Nairaland
- Website type: News Website
- Available in: English
- Headquarters: {{{location_country}}}
- Area served: Worldwide
- Website: nairaland.com
- IPv6 support: No
- Advertising: Banner ads
- Commercial: Yes
- Registration: Optional
- Users: 3.0 million registered users (March 2023)
- Launched: April 20, 2005; 21 years ago
- Current status: Active

= Nairaland =

Nigerian website

Nairaland is a Nigerian English-language news website. Founded by Nigerian entrepreneur Seun Osewa on October 20, 2011, it is targeted primarily at Nigerian domestic residents and is the 5th most visited website in Nigeria.
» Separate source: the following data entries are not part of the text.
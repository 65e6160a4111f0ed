use std::sync::atomic::{AtomicUsize, Ordering};

use async_trait::async_trait;
use atelier_core::{ExternalIds, Metadata, ProductProvisioner, ProvisionerError};
use rust_decimal::Decimal;
use tracing::debug;
use uuid::Uuid;

/// Provisioner that mints identifiers locally instead of calling a payment
/// provider. Useful for previews and local runs.
#[derive(Debug, Default)]
pub struct DryRunProvisioner {
    created: AtomicUsize,
}

impl DryRunProvisioner {
    pub fn new() -> Self {
        Self::default()
    }

    /// Products minted so far
    pub fn created(&self) -> usize {
        self.created.load(Ordering::Relaxed)
    }
}

#[async_trait]
impl ProductProvisioner for DryRunProvisioner {
    async fn create(&self, metadata: &Metadata, amount: Decimal) -> Result<ExternalIds, ProvisionerError> {
        let ids = ExternalIds {
            external_product_id: format!("prod_dry_{}", Uuid::new_v4().simple()),
            external_price_id: format!("price_dry_{}", Uuid::new_v4().simple()),
        };
        self.created.fetch_add(1, Ordering::Relaxed);
        debug!(
            name = metadata.get("name").map(String::as_str).unwrap_or_default(),
            %amount,
            product_id = %ids.external_product_id,
            "Dry-run product minted"
        );
        Ok(ids)
    }
}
It currently has over 5.9 million users with over 7.3 million topics created to date, and it is estimated that approximately 5% of Nigerian Internet users are registered on Nairaland, compared to Feedcover or Facebook's 11 million Nigerian users, which corresponds to approximately 20% of the local Internet population. Registration is only necessary for posting, commenting or liking posts.

==Incidents==
===2014 4chan prank===
During the Ebola virus epidemic, trolls from 4chan registered on Nairaland in 2014 to propagate false claims that Americans and Europeans were spreading the Ebola virus in magical rituals through worship of 4chan's "Ebola-chan" meme (an anime personification of the Ebola virus).

===2014 down period===
On June 22, 2014, following a successful hacking attempt, Nairaland went offline briefly. The hackers were able to gain access to, and wipe the contents of, the website's host server and backup. Three days later, it was back online after some data had been recovered from a remote backup. However, user posts and registration between January 10, 2014, and June 22, 2014, was lost. Users with lost accounts were required to re-register.

===QAnon conspiracy theory===
In August 2020, The Daily Beast reported that some users on Nairaland were promoting the QAnon conspiracy theory.

===Ethnic Bigotry===
Nairaland has faced criticism for hosting content and fostering communities promoting ethnic bigotry. Although the platform has implemented policies against hate speech and discrimination, concerns remain about the prevalence of ethnic slurs, stereotypes, and inflammatory rhetoric targeting various Nigerian ethnic groups. This has led to the erosion of members from Nairaland to other social networks like Facebook, Nelogram and Twitter that have strict rules against abuse and hate speech.

===2023 Site host shutdown===
The Nairaland website was temporarily shut down on the 18th of December, 2023 by its server host.